Fiamme Oro Rugby is the rugby union club section of the Italian State Police sport division Gruppo Sportivo Fiamme Oro. The Fiamme Oro are currently based in Rome and play in the Top 10, the first national league. Though since the club's foundation in the 1950s, the former Fiamme Oro Padova won both the Italian championship (5 times) and the Coppa Italia (4 times).

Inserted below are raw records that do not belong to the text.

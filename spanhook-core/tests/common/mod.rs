//! Test helper functions for integration tests
//!
//! Shared across the test files using the tests/common/ pattern. Not every
//! test binary uses every helper.
#![allow(dead_code)]

use serde_json::{json, Value};
use spanhook_core::context::MemoryReporter;
use spanhook_core::matcher::named;
use spanhook_core::properties::SystemProperties;
use spanhook_core::{
    Agent, AgentConfig, HostProcess, InstrumentationDescriptor, InterceptionPoint,
    MethodDescription, Tracer, TypeDescription, UnitDescription,
};
use std::sync::{Arc, Once};

/// Initialize logging for tests (only once per test run)
static INIT: Once = Once::new();

pub fn init_test_logging() {
    INIT.call_once(|| {
        use tracing_subscriber::{layer::SubscriberExt, util::SubscriberInitExt};

        let _ = tracing_subscriber::registry()
            .with(
                tracing_subscriber::fmt::layer()
                    .with_test_writer()
                    .with_target(true)
                    .with_level(true)
                    .with_thread_ids(false)
                    .with_thread_names(false),
            )
            .with(tracing_subscriber::filter::EnvFilter::from_default_env())
            .try_init();
    });
}

pub const SENTINEL: &str = "intercepted";

pub fn unit(type_name: &str, method: &str) -> UnitDescription {
    UnitDescription::new(TypeDescription::new(type_name), MethodDescription::new(method))
}

/// Descriptor whose exit hook replaces the return value with `SENTINEL`
pub fn sentinel_descriptor(name: &str, group: &str, type_name: &str) -> Arc<InstrumentationDescriptor> {
    InstrumentationDescriptor::builder(name)
        .type_matcher(named(type_name))
        .group(group)
        .on_exit(|frame| {
            frame.set_return_value(json!(SENTINEL));
            Ok(())
        })
        .build()
}

/// Call a unit whose original body returns an empty string
pub fn call_original(point: &InterceptionPoint) -> Value {
    point
        .invoke(&[], |_| Ok(json!("")))
        .expect("original body does not fail")
}

/// Start an agent on `host` with an isolated property store and an in-memory reporter
pub fn start_agent(
    config: AgentConfig,
    host: &Arc<HostProcess>,
    descriptors: Vec<Arc<InstrumentationDescriptor>>,
) -> (Agent, Arc<MemoryReporter>) {
    let (tracer, reporter) = Tracer::with_memory_reporter();
    let agent = Agent::builder(config, host.clone())
        .tracer(tracer)
        .descriptors(descriptors)
        .init_with_properties(&SystemProperties::new())
        .expect("agent starts");
    (agent, reporter)
}
//! Execution contexts: transactions, spans and per-thread activation.
//!
//! ```text
//! Tracer
//!   ├── start_root_transaction() -> Transaction (no parent)
//!   └── start_span()             -> Span (child of the active context)
//!
//! TraceContext lifecycle:  CREATED --activate--> ACTIVE --end--> ENDED
//! ```
//!
//! Activation is tracked per thread: the most recently activated context is
//! the "active" one and must be the one deactivated next.

mod activation;
mod reporter;
mod span;
mod tracer;

pub use activation::{active_context, activation_depth, is_active_on_current_thread};
pub use reporter::{ContextRecord, LoggingReporter, MemoryReporter, NoopReporter, Reporter};
pub use span::{ContextKind, ContextRef, ContextState, Outcome, TraceContext};
pub use tracer::Tracer;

The club was established in 1955, founded by a group of policemen based in Padua (hence the name). The Fiamme Oro Padova won their first championship in 1958, which was followed by another the following season. The team also had a lot of success during the 1960s; winning the National championship in 1960, 1961 and 1968. In addition to their success with the National league, the club won the Coppa Italia in 1968 and 1969 and again in 1971 and 1972 as well.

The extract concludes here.